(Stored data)
##############################

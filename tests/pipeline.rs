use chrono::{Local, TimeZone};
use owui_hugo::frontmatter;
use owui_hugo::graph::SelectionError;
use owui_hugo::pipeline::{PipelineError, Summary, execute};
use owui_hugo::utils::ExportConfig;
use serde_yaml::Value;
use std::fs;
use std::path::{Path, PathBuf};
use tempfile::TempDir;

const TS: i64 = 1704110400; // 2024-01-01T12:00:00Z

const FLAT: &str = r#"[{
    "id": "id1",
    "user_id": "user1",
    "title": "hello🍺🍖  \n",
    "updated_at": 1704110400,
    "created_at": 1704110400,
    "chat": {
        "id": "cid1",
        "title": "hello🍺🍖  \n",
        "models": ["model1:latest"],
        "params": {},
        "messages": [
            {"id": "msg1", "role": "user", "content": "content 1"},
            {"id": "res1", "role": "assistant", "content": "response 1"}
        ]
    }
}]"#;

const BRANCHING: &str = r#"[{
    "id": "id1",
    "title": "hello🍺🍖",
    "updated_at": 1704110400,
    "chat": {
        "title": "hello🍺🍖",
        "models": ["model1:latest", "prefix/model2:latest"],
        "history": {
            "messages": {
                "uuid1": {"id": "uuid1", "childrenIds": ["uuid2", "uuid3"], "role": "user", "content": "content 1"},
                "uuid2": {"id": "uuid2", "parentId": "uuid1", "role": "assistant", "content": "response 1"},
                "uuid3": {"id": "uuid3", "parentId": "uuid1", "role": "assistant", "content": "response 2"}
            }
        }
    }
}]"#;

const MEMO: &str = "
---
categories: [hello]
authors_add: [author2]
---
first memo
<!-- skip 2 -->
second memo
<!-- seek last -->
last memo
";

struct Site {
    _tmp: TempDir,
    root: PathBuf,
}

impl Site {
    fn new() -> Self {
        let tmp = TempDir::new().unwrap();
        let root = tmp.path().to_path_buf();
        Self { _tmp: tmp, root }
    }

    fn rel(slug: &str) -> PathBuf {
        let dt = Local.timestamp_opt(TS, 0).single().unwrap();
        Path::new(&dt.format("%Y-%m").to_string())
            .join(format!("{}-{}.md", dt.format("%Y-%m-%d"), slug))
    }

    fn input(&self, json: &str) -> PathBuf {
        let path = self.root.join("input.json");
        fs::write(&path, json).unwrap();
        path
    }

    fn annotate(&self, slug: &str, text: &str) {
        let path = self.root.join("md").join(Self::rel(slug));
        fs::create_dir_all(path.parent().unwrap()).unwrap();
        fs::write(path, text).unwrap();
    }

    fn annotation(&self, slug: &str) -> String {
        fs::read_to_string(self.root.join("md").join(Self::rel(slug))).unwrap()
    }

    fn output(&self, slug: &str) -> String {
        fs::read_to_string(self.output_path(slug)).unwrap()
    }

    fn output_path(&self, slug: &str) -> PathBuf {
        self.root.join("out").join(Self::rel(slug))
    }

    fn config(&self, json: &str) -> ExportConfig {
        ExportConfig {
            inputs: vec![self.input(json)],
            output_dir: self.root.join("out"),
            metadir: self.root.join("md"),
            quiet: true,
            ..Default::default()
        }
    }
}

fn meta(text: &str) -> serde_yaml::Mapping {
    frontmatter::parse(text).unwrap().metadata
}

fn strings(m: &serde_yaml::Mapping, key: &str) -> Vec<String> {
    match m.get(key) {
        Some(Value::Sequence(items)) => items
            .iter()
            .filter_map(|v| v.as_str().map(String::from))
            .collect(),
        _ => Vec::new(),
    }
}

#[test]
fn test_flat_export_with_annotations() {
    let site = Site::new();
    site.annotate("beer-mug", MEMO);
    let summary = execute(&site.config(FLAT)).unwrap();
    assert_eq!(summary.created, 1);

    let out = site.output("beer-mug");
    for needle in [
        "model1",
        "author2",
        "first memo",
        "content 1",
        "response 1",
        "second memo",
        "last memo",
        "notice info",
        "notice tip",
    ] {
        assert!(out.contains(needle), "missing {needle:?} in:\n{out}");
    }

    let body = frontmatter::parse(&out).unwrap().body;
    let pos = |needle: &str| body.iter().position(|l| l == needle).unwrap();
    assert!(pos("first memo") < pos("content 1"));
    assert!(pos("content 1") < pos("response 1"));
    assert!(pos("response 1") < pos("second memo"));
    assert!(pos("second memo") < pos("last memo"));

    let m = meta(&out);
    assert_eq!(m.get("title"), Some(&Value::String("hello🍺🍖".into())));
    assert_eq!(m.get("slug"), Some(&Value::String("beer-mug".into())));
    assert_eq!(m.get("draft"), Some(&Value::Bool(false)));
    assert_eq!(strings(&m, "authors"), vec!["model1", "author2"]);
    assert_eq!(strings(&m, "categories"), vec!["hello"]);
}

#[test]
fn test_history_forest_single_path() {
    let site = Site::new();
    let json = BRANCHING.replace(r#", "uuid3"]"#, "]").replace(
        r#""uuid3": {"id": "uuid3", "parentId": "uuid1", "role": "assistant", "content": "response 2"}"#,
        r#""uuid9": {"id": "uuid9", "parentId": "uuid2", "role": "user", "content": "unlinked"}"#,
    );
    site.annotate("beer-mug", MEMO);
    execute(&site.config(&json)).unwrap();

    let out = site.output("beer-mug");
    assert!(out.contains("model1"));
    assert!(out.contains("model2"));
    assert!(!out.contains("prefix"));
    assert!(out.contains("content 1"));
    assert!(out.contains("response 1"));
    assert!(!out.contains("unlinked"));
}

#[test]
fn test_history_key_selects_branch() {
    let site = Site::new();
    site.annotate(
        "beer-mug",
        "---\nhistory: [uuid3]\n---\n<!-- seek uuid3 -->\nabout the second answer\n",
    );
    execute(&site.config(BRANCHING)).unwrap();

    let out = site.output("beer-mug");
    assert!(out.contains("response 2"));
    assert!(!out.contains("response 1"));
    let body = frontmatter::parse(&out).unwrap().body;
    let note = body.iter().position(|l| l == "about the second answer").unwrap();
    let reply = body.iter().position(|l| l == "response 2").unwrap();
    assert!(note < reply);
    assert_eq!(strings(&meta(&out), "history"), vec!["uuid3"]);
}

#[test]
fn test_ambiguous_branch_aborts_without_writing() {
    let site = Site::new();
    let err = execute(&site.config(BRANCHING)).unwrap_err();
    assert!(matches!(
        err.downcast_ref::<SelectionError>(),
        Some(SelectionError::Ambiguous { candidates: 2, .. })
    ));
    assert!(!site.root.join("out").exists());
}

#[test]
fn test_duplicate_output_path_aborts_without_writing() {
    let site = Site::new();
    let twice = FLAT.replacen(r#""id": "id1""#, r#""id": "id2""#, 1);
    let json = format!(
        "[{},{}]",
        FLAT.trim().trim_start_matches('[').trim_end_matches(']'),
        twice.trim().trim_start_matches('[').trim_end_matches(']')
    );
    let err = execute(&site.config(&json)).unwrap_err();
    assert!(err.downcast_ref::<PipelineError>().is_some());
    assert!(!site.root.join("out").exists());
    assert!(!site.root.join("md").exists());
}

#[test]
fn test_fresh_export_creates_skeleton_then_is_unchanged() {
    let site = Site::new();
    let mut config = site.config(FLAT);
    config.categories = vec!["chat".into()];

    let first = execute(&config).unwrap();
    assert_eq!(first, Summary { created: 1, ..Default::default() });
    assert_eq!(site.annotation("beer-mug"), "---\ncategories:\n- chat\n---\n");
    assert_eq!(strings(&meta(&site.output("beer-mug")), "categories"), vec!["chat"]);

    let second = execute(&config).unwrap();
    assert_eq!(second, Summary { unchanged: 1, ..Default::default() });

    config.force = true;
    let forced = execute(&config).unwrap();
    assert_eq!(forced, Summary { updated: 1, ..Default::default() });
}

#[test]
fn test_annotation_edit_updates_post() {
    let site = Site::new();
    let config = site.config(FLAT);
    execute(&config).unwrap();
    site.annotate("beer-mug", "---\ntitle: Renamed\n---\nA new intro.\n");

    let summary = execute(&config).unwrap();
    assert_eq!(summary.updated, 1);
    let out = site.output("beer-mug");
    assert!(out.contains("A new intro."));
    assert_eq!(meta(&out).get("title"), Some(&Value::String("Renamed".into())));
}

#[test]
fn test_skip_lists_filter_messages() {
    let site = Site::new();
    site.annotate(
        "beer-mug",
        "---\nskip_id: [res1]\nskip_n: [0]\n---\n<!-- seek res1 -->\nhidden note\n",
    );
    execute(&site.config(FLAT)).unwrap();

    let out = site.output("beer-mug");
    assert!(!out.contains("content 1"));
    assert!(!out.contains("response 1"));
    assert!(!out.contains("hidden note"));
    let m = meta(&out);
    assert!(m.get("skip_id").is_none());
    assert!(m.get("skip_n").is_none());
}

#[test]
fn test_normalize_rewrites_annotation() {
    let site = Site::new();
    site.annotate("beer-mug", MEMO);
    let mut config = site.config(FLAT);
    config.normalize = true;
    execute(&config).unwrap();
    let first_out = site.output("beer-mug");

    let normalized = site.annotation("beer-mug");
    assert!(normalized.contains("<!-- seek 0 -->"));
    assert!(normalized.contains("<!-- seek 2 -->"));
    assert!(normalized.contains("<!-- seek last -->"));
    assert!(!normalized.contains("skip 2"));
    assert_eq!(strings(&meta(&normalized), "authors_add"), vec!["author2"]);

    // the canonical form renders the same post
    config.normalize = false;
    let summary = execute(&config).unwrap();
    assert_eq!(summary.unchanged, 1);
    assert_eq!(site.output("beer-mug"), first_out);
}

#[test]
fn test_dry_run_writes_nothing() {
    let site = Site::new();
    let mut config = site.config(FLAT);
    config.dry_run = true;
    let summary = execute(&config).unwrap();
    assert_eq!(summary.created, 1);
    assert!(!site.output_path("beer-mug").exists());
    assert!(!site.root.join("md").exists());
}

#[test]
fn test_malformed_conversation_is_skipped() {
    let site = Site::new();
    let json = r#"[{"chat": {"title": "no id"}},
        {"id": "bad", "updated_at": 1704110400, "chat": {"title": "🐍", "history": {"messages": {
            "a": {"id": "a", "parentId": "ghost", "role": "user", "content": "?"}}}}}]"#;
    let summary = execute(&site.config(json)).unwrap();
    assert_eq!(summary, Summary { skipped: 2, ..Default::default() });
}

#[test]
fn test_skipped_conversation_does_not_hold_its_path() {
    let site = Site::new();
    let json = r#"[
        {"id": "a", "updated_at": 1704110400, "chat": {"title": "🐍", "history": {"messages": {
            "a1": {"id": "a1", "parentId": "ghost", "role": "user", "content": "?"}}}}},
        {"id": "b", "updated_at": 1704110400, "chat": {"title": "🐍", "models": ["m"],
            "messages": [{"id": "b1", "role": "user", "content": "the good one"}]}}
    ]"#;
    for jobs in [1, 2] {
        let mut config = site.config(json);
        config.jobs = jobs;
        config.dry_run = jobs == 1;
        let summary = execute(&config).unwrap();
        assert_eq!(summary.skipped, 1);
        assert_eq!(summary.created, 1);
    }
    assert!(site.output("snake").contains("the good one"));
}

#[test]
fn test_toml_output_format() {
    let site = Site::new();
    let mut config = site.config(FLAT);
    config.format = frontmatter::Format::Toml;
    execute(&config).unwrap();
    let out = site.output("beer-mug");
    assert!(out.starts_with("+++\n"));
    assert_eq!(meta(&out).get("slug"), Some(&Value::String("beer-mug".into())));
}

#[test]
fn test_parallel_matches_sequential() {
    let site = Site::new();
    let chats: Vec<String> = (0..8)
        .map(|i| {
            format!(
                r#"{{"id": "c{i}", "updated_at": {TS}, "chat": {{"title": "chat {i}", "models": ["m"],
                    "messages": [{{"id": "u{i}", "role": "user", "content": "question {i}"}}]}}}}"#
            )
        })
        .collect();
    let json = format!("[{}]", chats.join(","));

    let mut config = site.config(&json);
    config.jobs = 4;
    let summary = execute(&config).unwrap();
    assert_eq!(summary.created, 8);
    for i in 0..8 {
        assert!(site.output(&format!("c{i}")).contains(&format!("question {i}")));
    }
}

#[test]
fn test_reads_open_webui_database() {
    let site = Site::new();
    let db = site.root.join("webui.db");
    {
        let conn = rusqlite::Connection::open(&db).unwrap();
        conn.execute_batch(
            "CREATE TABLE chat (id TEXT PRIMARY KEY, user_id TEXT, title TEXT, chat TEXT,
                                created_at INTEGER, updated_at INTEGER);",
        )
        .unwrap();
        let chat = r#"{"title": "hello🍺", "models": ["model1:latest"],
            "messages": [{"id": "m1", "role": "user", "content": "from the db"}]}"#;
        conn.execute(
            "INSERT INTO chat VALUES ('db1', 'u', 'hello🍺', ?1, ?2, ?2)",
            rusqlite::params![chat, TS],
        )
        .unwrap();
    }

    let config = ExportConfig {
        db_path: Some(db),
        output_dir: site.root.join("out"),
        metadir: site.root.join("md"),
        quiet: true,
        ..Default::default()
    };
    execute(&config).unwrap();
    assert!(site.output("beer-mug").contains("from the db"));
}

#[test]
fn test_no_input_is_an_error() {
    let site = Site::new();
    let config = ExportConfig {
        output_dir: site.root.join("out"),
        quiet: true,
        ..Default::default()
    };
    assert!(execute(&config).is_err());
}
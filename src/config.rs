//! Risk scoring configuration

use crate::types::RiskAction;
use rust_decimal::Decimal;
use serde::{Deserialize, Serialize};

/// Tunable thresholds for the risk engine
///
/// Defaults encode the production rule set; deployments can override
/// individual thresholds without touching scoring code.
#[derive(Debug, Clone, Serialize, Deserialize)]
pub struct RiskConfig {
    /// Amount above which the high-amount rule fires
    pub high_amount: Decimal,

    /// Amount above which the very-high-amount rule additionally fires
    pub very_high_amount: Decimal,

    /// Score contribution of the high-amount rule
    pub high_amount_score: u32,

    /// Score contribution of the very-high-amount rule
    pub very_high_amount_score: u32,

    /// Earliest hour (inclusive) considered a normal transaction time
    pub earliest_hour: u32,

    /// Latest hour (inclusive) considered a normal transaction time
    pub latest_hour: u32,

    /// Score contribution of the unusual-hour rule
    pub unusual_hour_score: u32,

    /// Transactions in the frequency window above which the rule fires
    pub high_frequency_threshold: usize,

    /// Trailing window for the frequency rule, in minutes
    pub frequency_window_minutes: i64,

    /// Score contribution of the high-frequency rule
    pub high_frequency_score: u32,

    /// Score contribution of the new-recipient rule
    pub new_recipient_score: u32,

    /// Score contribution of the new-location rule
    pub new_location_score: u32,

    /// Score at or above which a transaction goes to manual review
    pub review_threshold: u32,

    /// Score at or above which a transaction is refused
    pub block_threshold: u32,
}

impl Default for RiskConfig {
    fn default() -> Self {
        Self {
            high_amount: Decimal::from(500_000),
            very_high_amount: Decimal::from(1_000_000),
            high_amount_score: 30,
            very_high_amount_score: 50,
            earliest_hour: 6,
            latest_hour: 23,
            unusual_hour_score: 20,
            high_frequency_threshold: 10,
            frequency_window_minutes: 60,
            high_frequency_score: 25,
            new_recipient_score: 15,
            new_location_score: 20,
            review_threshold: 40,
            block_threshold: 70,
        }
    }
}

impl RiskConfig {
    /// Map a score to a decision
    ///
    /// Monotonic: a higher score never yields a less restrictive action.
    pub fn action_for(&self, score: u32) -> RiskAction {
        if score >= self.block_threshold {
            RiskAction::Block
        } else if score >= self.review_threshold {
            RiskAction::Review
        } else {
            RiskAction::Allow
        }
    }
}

##############################

PROBLEM REQUIREMENTS: Among the lines of the preceding data, which ones hold the word "last"? List them.

OUTPUT:
<!-- seek last -->
last memo
        "last memo",
    assert!(pos("second memo") < pos("last memo"));
    assert!(normalized.contains("<!-- seek last -->"));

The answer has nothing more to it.